CHINA yesterday warned the United States of the "severe consequences" caused by its arms sales to Taiwan, saying the move would undermine Sino-American cooperation.

"China firmly opposes arms sales to Taiwan by the US ... our stance is consistent and clear," said Foreign Ministry spokeswoman Jiang Yu at a news briefing in Beijing.

The US Defense Department announced late on Wednesday a contract allowing Lockheed Martin Corp to sell an unspecified number of advanced Patriot missiles to Taiwan.

China maintains Taiwan issues concern its core interests and has urged the US to cancel the missile sale.

"We urge the US to clearly recognize the severe consequences of arms sales to Taiwan and adhere to the three Sino-US joint communiques, especially the principles established in the joint communique on August 17, 1982," Jiang said.

That communique said that the US would not seek to carry out a long-term policy of arms sales to Taiwan and intended to gradually reduce arms sales generally.

"We have raised solemn representations to the US side," said Jiang.

Rear Admiral Yang Yi of the People's Liberation Army Navy said: "If the US insists on taking this course of action, it will have a negative impact on the long-term and healthy development of China-US relations."

Yang told China News Service yesterday that although developing good ties between China and the US was important, some things were unacceptable.

Some US companies that sold weapons to Taiwan also wanted to sell aircraft and other goods to Chinese mainland, said Yang, who is also director of the National Defense University's Institute of Strategic Studies.

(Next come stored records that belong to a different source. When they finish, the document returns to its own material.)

use clap::Parser;
use log::{debug, error};

mod args;
mod openpoll;

fn main() {
    let args = args::Args::parse();

    if args.verbose {
        env_logger::Builder::from_default_env()
            .filter_level(log::LevelFilter::Debug)
            .init();
    } else {
        env_logger::init();
    }
    debug!("command: {:?}", args.command);

    if let Err(e) = openpoll::run(&args) {
        error!("{}", e);
        match serde_json::to_string_pretty(&openpoll::error_json(&e)) {
            Ok(js) => eprintln!("{}", js),
            Err(_) => eprintln!("{}", e),
        }
        std::process::exit(openpoll::exit_code(&e));
    }
}
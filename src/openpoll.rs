use log::{debug, info};

use open_poll::builder::PollServiceBuilder;
use open_poll::*;
use snafu::{prelude::*, Snafu};

use std::sync::Arc;

use serde::Serialize;
use serde_json::json;
use serde_json::Value as JSValue;

use crate::args::{Args, Command};
use crate::openpoll::config_reader::*;
use crate::openpoll::io_store::JsonFileStore;

pub mod config_reader;
mod io_csv;
pub mod io_store;

pub const DEFAULT_STORE: &str = "polls.json";

#[derive(Debug, Snafu)]
#[snafu(visibility(pub(crate)))]
pub enum CliError {
    #[snafu(display("Error opening file {path}"))]
    OpeningJson {
        source: std::io::Error,
        path: String,
    },
    #[snafu(display("Error parsing JSON file {path}"))]
    ParsingJson {
        source: serde_json::Error,
        path: String,
    },
    #[snafu(display("Error serializing the output"))]
    WritingJson { source: serde_json::Error },
    #[snafu(display("Error reading input file {path}"))]
    ReadingInput {
        source: std::io::Error,
        path: String,
    },
    #[snafu(display("Error writing CSV output {path}"))]
    WritingCsv { source: csv::Error, path: String },
    #[snafu(display("Error locking the store {path}"))]
    LockingStore {
        source: std::io::Error,
        path: String,
    },
    #[snafu(display("Error writing output {path}"))]
    WritingOutput {
        source: std::io::Error,
        path: String,
    },
    #[snafu(display("Not a poll id: {id:?}"))]
    InvalidId { id: String },
    #[snafu(display("{source}"))]
    Poll { source: PollError },
    #[snafu(display("{source}"))]
    Summary { source: SummaryError },

    #[snafu(whatever, display("{message}"))]
    Whatever {
        message: String,
        #[snafu(source(from(Box<dyn std::error::Error>, Some)))]
        source: Option<Box<dyn std::error::Error>>,
    },
}

pub type CliResult<T> = Result<T, CliError>;

fn parse_id(id: &str) -> CliResult<PollId> {
    id.parse::<PollId>()
        .ok()
        .context(InvalidIdSnafu { id: id.to_string() })
}

fn print_json<T: Serialize>(value: &T) -> CliResult<()> {
    let pretty = serde_json::to_string_pretty(value).context(WritingJsonSnafu {})?;
    println!("{}", pretty);
    Ok(())
}

/// The admin password expected from callers. The environment value wins over the file.
fn expected_password(config: &OpenPollConfig, from_env: Option<String>) -> String {
    match from_env {
        Some(p) if !p.is_empty() => p,
        _ => config.admin_password.clone().unwrap_or_default(),
    }
}

pub fn build_service(config: &OpenPollConfig, store: Arc<dyn PollRepository>) -> CliResult<PollService> {
    let password = expected_password(config, std::env::var("ADMIN_PASSWORD").ok());
    build_service_with_password(config, store, &password)
}

fn build_service_with_password(
    config: &OpenPollConfig,
    store: Arc<dyn PollRepository>,
    password: &str,
) -> CliResult<PollService> {
    let service_config = validate_config(config)?;
    let summaries = build_summary_provider(config.summary.as_ref(), &service_config)?;
    if password.is_empty() {
        debug!("No admin password configured, admin commands are disabled");
    }
    PollServiceBuilder::new(&service_config)
        .repository(store)
        .summaries(summaries)
        .access(Arc::new(PasswordAccess::new(password)))
        .build()
        .context(PollSnafu {})
}

fn run_aggregate(input: &str, config: &OpenPollConfig) -> CliResult<()> {
    let service_config = validate_config(config)?;
    let texts = io_csv::read_text_responses(input)?;
    info!("Ranking {} responses from {}", texts.len(), input);
    let ranked = aggregate_responses(&texts, &service_config.aggregation);
    print_json(&json!({
        "responses": texts.len(),
        "wordFrequencies": ranked,
    }))
}

pub fn run(args: &Args) -> CliResult<()> {
    let config = read_config(args.config.as_deref())?;
    debug!("config: {:?}", config);

    // Ranking a plain file does not need the store.
    if let Command::Aggregate { input } = &args.command {
        return run_aggregate(input, &config);
    }

    let store_path = args
        .store
        .clone()
        .or_else(|| config.store.clone())
        .unwrap_or_else(|| DEFAULT_STORE.to_string());
    let store = Arc::new(JsonFileStore::open(&store_path)?);
    debug!("store: {}", store.path().display());
    let service = build_service(&config, store)?;

    let ctx = match &args.admin_password {
        Some(p) => RequestContext::with_token(p),
        None => RequestContext::anonymous(),
    };

    match &args.command {
        Command::Create { question } => {
            let poll = service.create_poll(&ctx, question).context(PollSnafu {})?;
            print_json(&poll)
        }
        Command::List => {
            let polls = service.list_polls(&ctx).context(PollSnafu {})?;
            print_json(&polls)
        }
        Command::Show { id } => {
            let detail = service
                .poll_detail(&ctx, parse_id(id)?)
                .context(PollSnafu {})?;
            print_json(&detail)
        }
        Command::Lookup { code } => {
            let summary = service.find_by_code(code).context(PollSnafu {})?;
            print_json(&summary)
        }
        Command::Submit { code, text } => {
            let response = service.submit_response(code, text).context(PollSnafu {})?;
            print_json(&response)
        }
        Command::Close { id } => {
            let poll = service
                .close_poll(&ctx, parse_id(id)?)
                .context(PollSnafu {})?;
            print_json(&poll)
        }
        Command::Reopen { id } => {
            let poll = service
                .reopen_poll(&ctx, parse_id(id)?)
                .context(PollSnafu {})?;
            print_json(&poll)
        }
        Command::Edit { id, question } => {
            let poll = service
                .edit_poll(&ctx, parse_id(id)?, question)
                .context(PollSnafu {})?;
            print_json(&poll)
        }
        Command::Delete { id } => {
            let pid = parse_id(id)?;
            service.delete_poll(&ctx, pid).context(PollSnafu {})?;
            print_json(&json!({ "deleted": pid }))
        }
        Command::Export { id, out } => {
            let detail = service
                .poll_detail(&ctx, parse_id(id)?)
                .context(PollSnafu {})?;
            io_csv::export_poll(&detail, out.as_deref())
        }
        Command::Aggregate { .. } => Ok(()),
    }
}

/// Exit status for an error. Caller mistakes are told apart from failures of the program.
pub fn exit_code(err: &CliError) -> i32 {
    match err {
        CliError::Poll { source } => match source {
            PollError::Exhausted { .. } | PollError::Storage { .. } => 1,
            PollError::Unauthorized { .. } => 3,
            _ => 2,
        },
        CliError::InvalidId { .. } => 2,
        _ => 1,
    }
}

pub fn error_json(err: &CliError) -> JSValue {
    let kind = match err {
        CliError::Poll { source } => match source {
            PollError::Validation { .. } => "VALIDATION_ERROR",
            PollError::NotFound { .. } => "NOT_FOUND",
            PollError::InvalidState { .. } => "INVALID_STATE",
            PollError::ClosedPoll { .. } => "POLL_CLOSED",
            PollError::Exhausted { .. } => "CODE_SPACE_EXHAUSTED",
            PollError::Unauthorized { .. } => "UNAUTHORIZED",
            PollError::Storage { .. } => "STORAGE_ERROR",
        },
        CliError::InvalidId { .. } => "VALIDATION_ERROR",
        _ => "INTERNAL_ERROR",
    };
    json!({ "error": kind, "message": err.to_string() })
}
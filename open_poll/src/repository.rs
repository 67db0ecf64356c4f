//! Storage contract consumed by the lifecycle, and an in-memory implementation.

use std::collections::HashMap;
use std::sync::{RwLock, RwLockReadGuard, RwLockWriteGuard};

use log::debug;

use crate::config::*;

/// The persisted poll and response records.
///
/// Each method is a single read or a single write. `update_poll` replaces the whole
/// record, which is what makes the close transition one atomic write. Serialising
/// concurrent transitions on the same poll is done by the caller.
pub trait PollRepository: Send + Sync {
    fn find_poll_by_code(&self, code: &str) -> PollResult<Option<Poll>>;

    fn find_poll_by_id(&self, id: PollId) -> PollResult<Option<Poll>>;

    fn insert_poll(&self, poll: Poll) -> PollResult<Poll>;

    /// Replaces the stored record with the same id. Fails with `NotFound` if there is none.
    fn update_poll(&self, poll: &Poll) -> PollResult<()>;

    /// Removes the poll and all of its responses.
    fn delete_poll(&self, id: PollId) -> PollResult<()>;

    fn insert_response(&self, response: Response) -> PollResult<Response>;

    /// All the responses of a poll, in insertion order.
    fn list_responses(&self, poll_id: PollId) -> PollResult<Vec<Response>>;

    fn count_responses(&self, poll_id: PollId) -> PollResult<u64>;

    /// All the polls, in no particular order.
    fn list_polls(&self) -> PollResult<Vec<Poll>>;
}

/// The records held by a repository, indexed for the lookups of the contract.
#[derive(Debug, Clone, Default)]
pub struct PollTables {
    pub polls: HashMap<PollId, Poll>,
    pub codes: HashMap<String, PollId>,
    pub responses: HashMap<PollId, Vec<Response>>,
}

impl PollTables {
    pub fn from_records(polls: Vec<Poll>, responses: Vec<Response>) -> PollResult<PollTables> {
        let mut tables = PollTables::default();
        for p in polls {
            tables.insert_poll(p)?;
        }
        for r in responses {
            tables.insert_response(r)?;
        }
        Ok(tables)
    }

    pub fn find_poll_by_code(&self, code: &str) -> Option<Poll> {
        self.codes
            .get(code)
            .and_then(|id| self.polls.get(id))
            .cloned()
    }

    pub fn insert_poll(&mut self, poll: Poll) -> PollResult<Poll> {
        if self.polls.contains_key(&poll.id) {
            return StorageSnafu {
                message: format!("duplicate poll id {}", poll.id),
            }
            .fail();
        }
        if self.codes.contains_key(&poll.code) {
            return StorageSnafu {
                message: format!("duplicate poll code {}", poll.code),
            }
            .fail();
        }
        self.codes.insert(poll.code.clone(), poll.id);
        self.polls.insert(poll.id, poll.clone());
        Ok(poll)
    }

    pub fn update_poll(&mut self, poll: &Poll) -> PollResult<()> {
        match self.polls.get_mut(&poll.id) {
            Some(stored) if stored.code == poll.code => {
                *stored = poll.clone();
                Ok(())
            }
            Some(stored) => StorageSnafu {
                message: format!(
                    "poll {} cannot change its code from {} to {}",
                    poll.id, stored.code, poll.code
                ),
            }
            .fail(),
            None => NotFoundSnafu {
                key: poll.id.to_string(),
            }
            .fail(),
        }
    }

    pub fn delete_poll(&mut self, id: PollId) -> PollResult<()> {
        let poll = match self.polls.remove(&id) {
            Some(p) => p,
            None => {
                return NotFoundSnafu {
                    key: id.to_string(),
                }
                .fail()
            }
        };
        self.codes.remove(&poll.code);
        let removed = self.responses.remove(&id).map(|v| v.len()).unwrap_or(0);
        debug!("delete_poll: {}: removed {} responses", id, removed);
        Ok(())
    }

    pub fn insert_response(&mut self, response: Response) -> PollResult<Response> {
        if !self.polls.contains_key(&response.poll_id) {
            return NotFoundSnafu {
                key: response.poll_id.to_string(),
            }
            .fail();
        }
        self.responses
            .entry(response.poll_id)
            .or_default()
            .push(response.clone());
        Ok(response)
    }

    pub fn list_responses(&self, poll_id: PollId) -> Vec<Response> {
        self.responses.get(&poll_id).cloned().unwrap_or_default()
    }

    pub fn count_responses(&self, poll_id: PollId) -> u64 {
        self.responses
            .get(&poll_id)
            .map(|v| v.len() as u64)
            .unwrap_or(0)
    }
}

/// A repository that keeps everything in memory.
#[derive(Debug, Default)]
pub struct MemoryRepository {
    tables: RwLock<PollTables>,
}

impl MemoryRepository {
    pub fn new() -> MemoryRepository {
        MemoryRepository::default()
    }

    fn read(&self) -> PollResult<RwLockReadGuard<'_, PollTables>> {
        self.tables.read().map_err(|_| PollError::Storage {
            message: "memory repository lock poisoned".to_string(),
        })
    }

    fn write(&self) -> PollResult<RwLockWriteGuard<'_, PollTables>> {
        self.tables.write().map_err(|_| PollError::Storage {
            message: "memory repository lock poisoned".to_string(),
        })
    }
}

impl PollRepository for MemoryRepository {
    fn find_poll_by_code(&self, code: &str) -> PollResult<Option<Poll>> {
        Ok(self.read()?.find_poll_by_code(code))
    }

    fn find_poll_by_id(&self, id: PollId) -> PollResult<Option<Poll>> {
        Ok(self.read()?.polls.get(&id).cloned())
    }

    fn insert_poll(&self, poll: Poll) -> PollResult<Poll> {
        self.write()?.insert_poll(poll)
    }

    fn update_poll(&self, poll: &Poll) -> PollResult<()> {
        self.write()?.update_poll(poll)
    }

    fn delete_poll(&self, id: PollId) -> PollResult<()> {
        self.write()?.delete_poll(id)
    }

    fn insert_response(&self, response: Response) -> PollResult<Response> {
        self.write()?.insert_response(response)
    }

    fn list_responses(&self, poll_id: PollId) -> PollResult<Vec<Response>> {
        Ok(self.read()?.list_responses(poll_id))
    }

    fn count_responses(&self, poll_id: PollId) -> PollResult<u64> {
        Ok(self.read()?.count_responses(poll_id))
    }

    fn list_polls(&self) -> PollResult<Vec<Poll>> {
        Ok(self.read()?.polls.values().cloned().collect())
    }
}
//! Admin capability check.

/// What the caller of an operation presented.
#[derive(Eq, PartialEq, Debug, Clone, Default)]
pub struct RequestContext {
    pub admin_token: Option<String>,
}

impl RequestContext {
    pub fn anonymous() -> RequestContext {
        RequestContext { admin_token: None }
    }

    pub fn with_token(token: &str) -> RequestContext {
        RequestContext {
            admin_token: Some(token.to_string()),
        }
    }
}

/// Decides whether a caller may run the admin operations (create, close, reopen,
/// edit, delete and the admin listings). Respondents never need it.
pub trait AccessCheck: Send + Sync {
    fn is_admin(&self, ctx: &RequestContext) -> bool;
}

/// Grants admin rights to callers presenting the configured password.
#[derive(Clone)]
pub struct PasswordAccess {
    password: String,
}

impl PasswordAccess {
    pub fn new(password: &str) -> PasswordAccess {
        PasswordAccess {
            password: password.to_string(),
        }
    }
}

impl std::fmt::Debug for PasswordAccess {
    fn fmt(&self, f: &mut std::fmt::Formatter<'_>) -> std::fmt::Result {
        f.debug_struct("PasswordAccess").finish_non_exhaustive()
    }
}

impl AccessCheck for PasswordAccess {
    fn is_admin(&self, ctx: &RequestContext) -> bool {
        // An empty configured password never matches.
        !self.password.is_empty() && ctx.admin_token.as_deref() == Some(self.password.as_str())
    }
}

/// Everyone is an admin. For embedding the engine behind an already authenticated
/// surface, and for tests.
#[derive(Debug, Clone, Copy, Default)]
pub struct AllowAll;

impl AccessCheck for AllowAll {
    fn is_admin(&self, _ctx: &RequestContext) -> bool {
        true
    }
}

#[cfg(test)]
mod tests {
    use super::*;

    #[test]
    fn password_check() {
        let access = PasswordAccess::new("hunter2");
        assert!(access.is_admin(&RequestContext::with_token("hunter2")));
        assert!(!access.is_admin(&RequestContext::with_token("hunter3")));
        assert!(!access.is_admin(&RequestContext::anonymous()));
    }

    #[test]
    fn empty_password_locks_everyone_out() {
        let access = PasswordAccess::new("");
        assert!(!access.is_admin(&RequestContext::with_token("")));
        assert!(!access.is_admin(&RequestContext::anonymous()));
    }

    #[test]
    fn debug_hides_password() {
        let access = PasswordAccess::new("hunter2");
        assert!(!format!("{:?}", access).contains("hunter2"));
    }
}
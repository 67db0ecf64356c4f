//! Short shareable poll codes.

use log::{debug, warn};
use rand::{Rng, RngCore};

use crate::config::*;
use crate::repository::PollRepository;

/// Uppercase letters and digits, without the look-alikes `0`, `1`, `I` and `O`.
pub const CODE_ALPHABET: &str = "ABCDEFGHJKLMNPQRSTUVWXYZ23456789";

/// Draws `length` characters uniformly from [`CODE_ALPHABET`].
pub fn random_code<R: RngCore + ?Sized>(rng: &mut R, length: usize) -> String {
    let alphabet = CODE_ALPHABET.as_bytes();
    (0..length)
        .map(|_| alphabet[rng.gen_range(0..alphabet.len())] as char)
        .collect()
}

/// True if the code could have been produced by [`random_code`] with this length.
pub fn is_well_formed(code: &str, length: usize) -> bool {
    code.chars().count() == length && code.chars().all(|c| CODE_ALPHABET.contains(c))
}

/// Returns a code that no stored poll uses yet.
///
/// Codes are drawn at random and checked against the repository. After
/// `rules.max_attempts` collisions, fails with `PollError::Exhausted`.
pub fn generate_unique_code<R, P>(rng: &mut R, rules: &CodeRules, repo: &P) -> PollResult<String>
where
    R: RngCore + ?Sized,
    P: PollRepository + ?Sized,
{
    for attempt in 1..=rules.max_attempts {
        let code = random_code(rng, rules.length);
        if repo.find_poll_by_code(&code)?.is_none() {
            debug!("generate_unique_code: {} found at attempt {}", code, attempt);
            return Ok(code);
        }
        debug!("generate_unique_code: attempt {}: {} already used", attempt, code);
    }
    warn!(
        "generate_unique_code: no free code of length {} after {} attempts",
        rules.length, rules.max_attempts
    );
    ExhaustedSnafu {
        attempts: rules.max_attempts,
    }
    .fail()
}

#[cfg(test)]
mod tests {
    use super::*;
    use crate::repository::MemoryRepository;
    use chrono::Utc;
    use rand::rngs::StdRng;
    use rand::SeedableRng;
    use std::collections::HashSet;

    #[test]
    fn alphabet_table() {
        assert_eq!(CODE_ALPHABET.len(), 32);
        for c in ['0', '1', 'I', 'O'] {
            assert!(!CODE_ALPHABET.contains(c), "{} should be excluded", c);
        }
        let distinct: HashSet<char> = CODE_ALPHABET.chars().collect();
        assert_eq!(distinct.len(), 32);
        assert!(CODE_ALPHABET
            .chars()
            .all(|c| c.is_ascii_uppercase() || c.is_ascii_digit()));
    }

    #[test]
    fn seeded_source_is_deterministic() {
        let a = random_code(&mut StdRng::seed_from_u64(7), 6);
        let b = random_code(&mut StdRng::seed_from_u64(7), 6);
        assert_eq!(a, b);
        assert!(is_well_formed(&a, 6));
    }

    #[test]
    fn well_formed() {
        assert!(is_well_formed("ABC234", 6));
        assert!(!is_well_formed("ABC23", 6));
        assert!(!is_well_formed("ABC230", 6));
        assert!(!is_well_formed("abc234", 6));
    }

    #[test]
    fn never_returns_a_used_code() {
        let repo = MemoryRepository::new();
        let mut rng = StdRng::seed_from_u64(42);
        // Short codes make collisions frequent: 32^2 = 1024 possible codes.
        let rules = CodeRules {
            length: 2,
            max_attempts: 10,
        };
        let mut seen: HashSet<String> = HashSet::new();
        for _ in 0..300 {
            match generate_unique_code(&mut rng, &rules, &repo) {
                Ok(code) => {
                    assert!(seen.insert(code.clone()), "duplicate code {}", code);
                    repo.insert_poll(Poll::new("q", &code, Utc::now())).unwrap();
                }
                Err(PollError::Exhausted { .. }) => {}
                Err(e) => panic!("unexpected error {:?}", e),
            }
        }
        assert!(seen.len() > 250);
    }

    #[test]
    fn exhausted_when_every_code_is_taken() {
        let repo = MemoryRepository::new();
        for c in CODE_ALPHABET.chars() {
            repo.insert_poll(Poll::new("q", &c.to_string(), Utc::now()))
                .unwrap();
        }
        let rules = CodeRules {
            length: 1,
            max_attempts: 10,
        };
        let res = generate_unique_code(&mut StdRng::seed_from_u64(1), &rules, &repo);
        assert!(matches!(res, Err(PollError::Exhausted { attempts: 10 })));
    }
}
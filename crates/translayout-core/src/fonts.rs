//! Host font discovery for target-language scripts.
//!
//! The embedded DejaVu Sans covers Latin, Cyrillic, Greek and Arabic, but
//! not Devanagari or CJK. For those scripts the resolver walks the host's
//! font directories looking for a known family, and falls back to the
//! embedded font when nothing suitable is installed.
//!
//! Resolved font bytes are leaked: fonts live for the whole run anyway and
//! both consumers (glyph rasterization and PDF embedding) want `'static`
//! data.

use std::collections::HashMap;
use std::fs;
use std::path::{Path, PathBuf};
use std::sync::Mutex;

use ab_glyph::FontRef;
use tracing::{debug, warn};

use crate::config::Lang;
use crate::pdf::font::DEJAVU_SANS;
use crate::pdf::replace::ReplacementFont;
use crate::pdf::EmbeddedFont;

/// Maximum directory depth when walking font directories.
const MAX_WALK_DEPTH: usize = 4;

/// Minimum fraction of the translated text a host font must have glyphs
/// for before it is preferred over the embedded fallback.
const MIN_COVERAGE: f32 = 0.9;

/// A discovered host font file.
#[derive(Clone, Copy)]
struct HostFont {
    bytes: &'static [u8],
    name: &'static str,
}

/// Finds and caches fonts suitable for a target language.
pub struct FontResolver {
    /// Memoized lookups keyed by (language code, bold)
    cache: Mutex<HashMap<(String, bool), Option<HostFont>>>,
}

impl FontResolver {
    pub fn new() -> Self {
        Self {
            cache: Mutex::new(HashMap::new()),
        }
    }

    /// Font for drawing text onto rasterized pages.
    ///
    /// Always succeeds: the embedded DejaVu Sans backs any language no
    /// host font was found for.
    #[allow(clippy::expect_used)] // Compile-time bytes, cannot fail to parse
    pub fn raster_font(&self, lang: &Lang, bold: bool) -> FontRef<'static> {
        if let Some(host) = self.resolve(lang, bold) {
            match FontRef::try_from_slice(host.bytes) {
                Ok(font) => return font,
                Err(e) => {
                    warn!("Host font {} unusable for rasterization: {e}", host.name);
                }
            }
        }
        FontRef::try_from_slice(DEJAVU_SANS).expect("Failed to parse embedded DejaVu Sans font")
    }

    /// Font for native PDF text replacement, degrading from a host font to
    /// the embedded fallback to a built-in Type1 font.
    ///
    /// `sample` is representative translated text; a host font that lacks
    /// glyphs for too much of it is passed over, since a family name
    /// matching the target language does not guarantee script coverage.
    pub fn replacement_font(&self, lang: &Lang, sample: &str) -> ReplacementFont {
        if let Some(host) = self.resolve(lang, false) {
            match EmbeddedFont::from_static(host.bytes, host.name) {
                Ok(embedded) => {
                    let coverage = embedded.coverage(sample);
                    if coverage >= MIN_COVERAGE {
                        return ReplacementFont::Embedded(Box::leak(Box::new(embedded)));
                    }
                    warn!(
                        "Host font {} covers only {:.0}% of the translated text, using fallback",
                        host.name,
                        coverage * 100.0
                    );
                }
                Err(e) => {
                    warn!("Host font {} unusable for embedding: {e}", host.name);
                }
            }
        }
        EmbeddedFont::fallback().map_or(
            ReplacementFont::Builtin("Helvetica"),
            ReplacementFont::Embedded,
        )
    }

    fn resolve(&self, lang: &Lang, bold: bool) -> Option<HostFont> {
        let key = (lang.as_str().to_string(), bold);

        if let Ok(cache) = self.cache.lock() {
            if let Some(hit) = cache.get(&key) {
                return *hit;
            }
        }

        let found = find_host_font(lang.as_str(), bold);
        if let Some(host) = found {
            debug!("Resolved font for {lang} (bold={bold}): {}", host.name);
        }

        if let Ok(mut cache) = self.cache.lock() {
            cache.insert(key, found);
        }
        found
    }
}

impl Default for FontResolver {
    fn default() -> Self {
        Self::new()
    }
}

/// Known font families per language, in preference order. Matched as
/// case-insensitive substrings of the file name.
fn family_candidates(lang: &str) -> &'static [&'static str] {
    match lang {
        "hi" | "mr" | "ne" => &["notosansdevanagari", "lohit-devanagari", "gargi", "nakula"],
        "zh" | "zh-CN" => &["notosanscjk", "notosanssc", "sourcehansans", "wqy"],
        "zh-TW" => &["notosanscjk", "notosanstc", "sourcehansans", "wqy"],
        "ja" => &["notosanscjk", "notosansjp", "takaopgothic", "ipagp"],
        "ko" => &["notosanscjk", "notosanskr", "nanumgothic"],
        "ar" | "fa" | "ur" => &["notosansarabic", "notonaskharabic", "amiri", "kacst"],
        "th" => &["notosansthai", "loma", "garuda"],
        _ => &["notosans", "dejavusans", "liberationsans"],
    }
}

fn font_directories() -> Vec<PathBuf> {
    let mut dirs = Vec::new();

    #[cfg(target_os = "linux")]
    {
        dirs.push(PathBuf::from("/usr/share/fonts"));
        dirs.push(PathBuf::from("/usr/local/share/fonts"));
        if let Some(home) = std::env::var_os("HOME") {
            let home = PathBuf::from(home);
            dirs.push(home.join(".local/share/fonts"));
            dirs.push(home.join(".fonts"));
        }
    }

    #[cfg(target_os = "macos")]
    {
        dirs.push(PathBuf::from("/System/Library/Fonts"));
        dirs.push(PathBuf::from("/Library/Fonts"));
        if let Some(home) = std::env::var_os("HOME") {
            dirs.push(PathBuf::from(home).join("Library/Fonts"));
        }
    }

    #[cfg(target_os = "windows")]
    {
        dirs.push(PathBuf::from("C:\\Windows\\Fonts"));
    }

    dirs
}

fn find_host_font(lang: &str, bold: bool) -> Option<HostFont> {
    let candidates = family_candidates(lang);

    for candidate in candidates {
        for dir in font_directories() {
            if let Some(path) = find_in_dir(&dir, candidate, bold, MAX_WALK_DEPTH) {
                if let Some(host) = load_font(&path) {
                    return Some(host);
                }
            }
        }
    }

    None
}

/// Recursively search a directory for a TrueType file matching the family,
/// preferring a bold variant when requested.
fn find_in_dir(dir: &Path, family: &str, bold: bool, depth: usize) -> Option<PathBuf> {
    if depth == 0 {
        return None;
    }

    let entries = fs::read_dir(dir).ok()?;
    let mut regular_match: Option<PathBuf> = None;

    for entry in entries.flatten() {
        let path = entry.path();

        if path.is_dir() {
            if let Some(found) = find_in_dir(&path, family, bold, depth - 1) {
                if bold == file_name_lower(&found).contains("bold") {
                    return Some(found);
                }
                regular_match.get_or_insert(found);
            }
            continue;
        }

        let name = file_name_lower(&path);
        if !name.ends_with(".ttf") || !name.contains(family) {
            continue;
        }

        let is_bold = name.contains("bold");
        // Avoid italic and other styled variants for body text
        if name.contains("italic") || name.contains("oblique") {
            continue;
        }

        if is_bold == bold {
            return Some(path);
        }
        regular_match.get_or_insert(path);
    }

    regular_match
}

fn file_name_lower(path: &Path) -> String {
    path.file_name()
        .map(|n| n.to_string_lossy().to_lowercase())
        .unwrap_or_default()
}

/// Read a font file and leak its bytes and name to `'static`.
fn load_font(path: &Path) -> Option<HostFont> {
    let bytes = match fs::read(path) {
        Ok(bytes) => bytes,
        Err(e) => {
            warn!("Failed to read font file {}: {e}", path.display());
            return None;
        }
    };

    let name: String = path
        .file_stem()
        .map(|n| n.to_string_lossy().into_owned())
        .unwrap_or_else(|| "HostFont".to_string())
        .chars()
        .filter(|c| c.is_ascii_alphanumeric() || *c == '-')
        .collect();

    Some(HostFont {
        bytes: Box::leak(bytes.into_boxed_slice()),
        name: Box::leak(name.into_boxed_str()),
    })
}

"Why don't we take defensive countermeasures against them (the companies)? Yang said. "Apart from just protesting to the US government and taking necessary steps, why don't we put sanctions on these troublemakers?"

He highlighted comments by American President Barrack Obama, who said the China-US link was the bilateral relationship to build the future of the world in the 21st century.

"This made it clear about just how important Sino-US relations are," Yang said.

"The US still insisted on selling arms to Taiwan despite the improving situation for peaceful development across the Taiwan Strait and the joint efforts worldwide to handle the global financial crisis.

"This will definitely affect the relationship between China and the US," he said.